Una vez instalado esto, en adelante quien obtiene éxito en una sociedad envenenada de racismo sistémico se convierte necesariamente en un opresor, más claro imposible. Peor aún: no alcanza con no ser racista, si alguien se encuentra bien incorporado al sistema y no intenta derribarlo, entonces es igualmente racista. De hecho la TCR rechaza que exista el «racismo inverso» porque sostiene (otro dislate de profunda ignorancia histórica) que sólo se puede decir que es racismo si proviene de la estructura de opresión histórica que según su propio revisionismo histórico solamente fue sufrida por los negros a manos de los blancos. 

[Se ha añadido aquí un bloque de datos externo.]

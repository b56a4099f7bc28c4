use crate::models::{CollaborativeCandidate, ContentCandidate, RecallSource, VideoId};
use std::collections::HashMap;

pub const COLLABORATIVE_WEIGHT: f64 = 0.7;
pub const CONTENT_WEIGHT: f64 = 0.3;
/// Content similarity lives in [0, 1]; collaborative ratings live in [0, 5].
pub const CONTENT_SCALE: f64 = 5.0;

#[derive(Debug, Clone, Copy, Default, PartialEq)]
pub struct MergedEntry {
    pub score: f64,
    pub from_collaborative: bool,
    pub from_content: bool,
}

/// Score per video, iterated in first-insertion order.
///
/// The diversity pass walks candidates in this order, so it must stay
/// collaborative-first, then content-only videos.
#[derive(Debug, Clone, Default)]
pub struct MergedScores {
    order: Vec<VideoId>,
    entries: HashMap<VideoId, MergedEntry>,
}

impl MergedScores {
    pub fn new() -> Self {
        Self::default()
    }

    /// Accumulate a weighted contribution for `video_id`, starting from zero.
    pub fn add(&mut self, video_id: VideoId, contribution: f64, source: RecallSource) {
        let order = &mut self.order;
        let entry = self.entries.entry(video_id).or_insert_with(|| {
            order.push(video_id);
            MergedEntry::default()
        });

        entry.score += contribution;
        match source {
            RecallSource::Collaborative => entry.from_collaborative = true,
            RecallSource::Content => entry.from_content = true,
        }
    }

    pub fn get(&self, video_id: VideoId) -> Option<&MergedEntry> {
        self.entries.get(&video_id)
    }

    pub fn ids(&self) -> &[VideoId] {
        &self.order
    }

    pub fn iter(&self) -> impl Iterator<Item = (VideoId, &MergedEntry)> + '_ {
        self.order
            .iter()
            .filter_map(move |id| self.entries.get(id).map(|entry| (*id, entry)))
    }

    pub fn len(&self) -> usize {
        self.order.len()
    }

    pub fn is_empty(&self) -> bool {
        self.order.is_empty()
    }
}

/// Weighted additive fusion of the two candidate sources. No normalization is
/// applied across the merged set.
#[derive(Debug, Clone, Copy, Default)]
pub struct ScoreAggregator;

impl ScoreAggregator {
    pub fn new() -> Self {
        Self
    }

    pub fn merge(
        &self,
        collaborative: &[CollaborativeCandidate],
        content: &[ContentCandidate],
    ) -> MergedScores {
        let mut merged = MergedScores::new();

        for candidate in collaborative {
            merged.add(
                candidate.video_id,
                candidate.score * COLLABORATIVE_WEIGHT,
                RecallSource::Collaborative,
            );
        }

        // A zero-magnitude embedding carries no signal.
        for candidate in content.iter().filter(|c| c.similarity.is_finite()) {
            merged.add(
                candidate.video_id,
                candidate.similarity * CONTENT_SCALE * CONTENT_WEIGHT,
                RecallSource::Content,
            );
        }

        merged
    }
}

#[cfg(test)]
mod tests {
    use super::*;

    fn collab(video_id: VideoId, score: f64) -> CollaborativeCandidate {
        CollaborativeCandidate { video_id, score }
    }

    fn content(video_id: VideoId, similarity: f64) -> ContentCandidate {
        ContentCandidate {
            video_id,
            similarity,
        }
    }

    #[test]
    fn test_merge_scores_both_sources() {
        let merged = ScoreAggregator::new().merge(
            &[collab(1, 4.0), collab(2, 2.0)],
            &[content(2, 0.5), content(3, 0.9)],
        );

        assert_eq!(merged.ids(), &[1, 2, 3]);
        assert!((merged.get(1).unwrap().score - 2.8).abs() < 1e-9);
        assert!((merged.get(2).unwrap().score - 2.15).abs() < 1e-9);
        assert!((merged.get(3).unwrap().score - 1.35).abs() < 1e-9);
    }

    #[test]
    fn test_merge_provenance_flags() {
        let merged = ScoreAggregator::new().merge(
            &[collab(1, 1.0)],
            &[content(1, 0.4), content(5, 0.3)],
        );

        let both = merged.get(1).unwrap();
        assert!(both.from_collaborative && both.from_content);

        let content_only = merged.get(5).unwrap();
        assert!(!content_only.from_collaborative);
        assert!(content_only.from_content);
    }

    #[test]
    fn test_merge_single_source_contribution() {
        let merged = ScoreAggregator::new().merge(&[collab(10, 3.0)], &[]);
        assert_eq!(merged.get(10).unwrap().score, 3.0 * COLLABORATIVE_WEIGHT);

        let merged = ScoreAggregator::new().merge(&[], &[content(11, 0.6)]);
        assert_eq!(
            merged.get(11).unwrap().score,
            0.6 * CONTENT_SCALE * CONTENT_WEIGHT
        );
    }

    #[test]
    fn test_merge_keeps_insertion_order() {
        let merged = ScoreAggregator::new().merge(
            &[collab(9, 0.1), collab(4, 5.0)],
            &[content(7, 0.9), content(9, 0.9), content(1, 0.3)],
        );

        assert_eq!(merged.ids(), &[9, 4, 7, 1]);
        let iterated: Vec<VideoId> = merged.iter().map(|(id, _)| id).collect();
        assert_eq!(iterated, vec![9, 4, 7, 1]);
    }

    #[test]
    fn test_merge_skips_nan_similarity() {
        let merged = ScoreAggregator::new().merge(
            &[collab(1, 4.0)],
            &[content(1, f64::NAN), content(2, f64::NAN)],
        );

        assert_eq!(merged.ids(), &[1]);
        let entry = merged.get(1).unwrap();
        assert!((entry.score - 2.8).abs() < 1e-9);
        assert!(entry.from_collaborative);
        assert!(!entry.from_content);
    }

    #[test]
    fn test_merge_empty_inputs() {
        let merged = ScoreAggregator::new().merge(&[], &[]);
        assert!(merged.is_empty());
        assert_eq!(merged.len(), 0);
    }
}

De hecho, cuando la TCR argumenta en este sentido, pone como ejemplos los relacionados con el esclavismo africano o la conquista de América, omitiendo el resto de los miles y miles de ejemplos de esclavismo hacia todo tipo de personas sin importar su color de piel que ocurrieron a lo largo de la historia, así como las infinitas historias de conquista y opresión. Para la TCR sólo existe un tipo de esclavitud que es la que le permitió correr la Ventana de Overton y no importa que haya ocurrido siglos atrás. ¿Qué responsabilidad le cabe a quienes viven actualmente? La pertenencia al colectivo blanco. Se trata de una culpa hereditaria, estamental y estructural. Hete aquí la madre del borrego: si todo es estructura y está impregnado de racismo hay que terminar con todo. La TCR se está enseñando en escuelas y en los medios: están enseñando a odiar y es un experimento con una fuerza global sin precedentes.

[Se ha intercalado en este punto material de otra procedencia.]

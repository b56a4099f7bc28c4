// Vector utilities for feed-ranking-service

use crate::error::{RankingError, Result};

/// Cosine similarity between two embeddings, in [-1, 1].
///
/// A zero-magnitude vector on either side carries no signal and yields 0.
/// Vectors of different lengths are rejected instead of truncated.
pub fn cosine_similarity(a: &[f32], b: &[f32]) -> Result<f64> {
    if a.len() != b.len() {
        return Err(RankingError::DimensionMismatch {
            expected: a.len(),
            actual: b.len(),
        });
    }

    let (dot, norm_a, norm_b) = a
        .iter()
        .zip(b.iter())
        .fold((0.0f64, 0.0f64, 0.0f64), |(dot, na, nb), (&x, &y)| {
            let (x, y) = (x as f64, y as f64);
            (dot + x * y, na + x * x, nb + y * y)
        });

    if norm_a == 0.0 || norm_b == 0.0 {
        return Ok(0.0);
    }

    Ok(dot / (norm_a.sqrt() * norm_b.sqrt()))
}

/// Mean cosine similarity between `embedding` and every vector in `seen`.
/// Returns 0 when nothing has been seen yet.
pub fn average_similarity(embedding: &[f32], seen: &[Vec<f32>]) -> Result<f64> {
    if seen.is_empty() {
        return Ok(0.0);
    }

    let mut total = 0.0;
    for other in seen {
        total += cosine_similarity(embedding, other)?;
    }

    Ok(total / seen.len() as f64)
}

La TCR ha logrado en pocos años barrer con la idea de que somos individuos, capaces de razonar entre nosotros como iguales y en cambio ha instalado que somos involuntarios representantes de construcciones raciales en lucha permanente. Así es como se llega al grupo de acontecimientos que protagonizaron Adams, los entrevistados que sostenían que «no está bien ser blanco» o los participantes del video. 

«Yo tengo un sueño, que un día en las coloradas colinas de Georgia, los hijos de los ex esclavos y los hijos de los ex propietarios de esclavos serán capaces de sentarse juntos en la mesa de la hermandad» decía Martin Luther King apuntando a la igualdad entre individuos, y no parece que la exaltación de estereotipos y de prejuicios sea el camino para lograrlo. No se busca combatir el racismo si se lo promueve acusando a las personas no por sus actos sino por su color de piel, y esto es exactamente lo que hace la TCR. Por eso, es preocupante el abandono de toda racionalidad, que surge de las expresiones de Adams, de la encuesta y del video. Todos estos eventos son un claro indicio del éxito de la TCR, combatirla es un imperativo moral.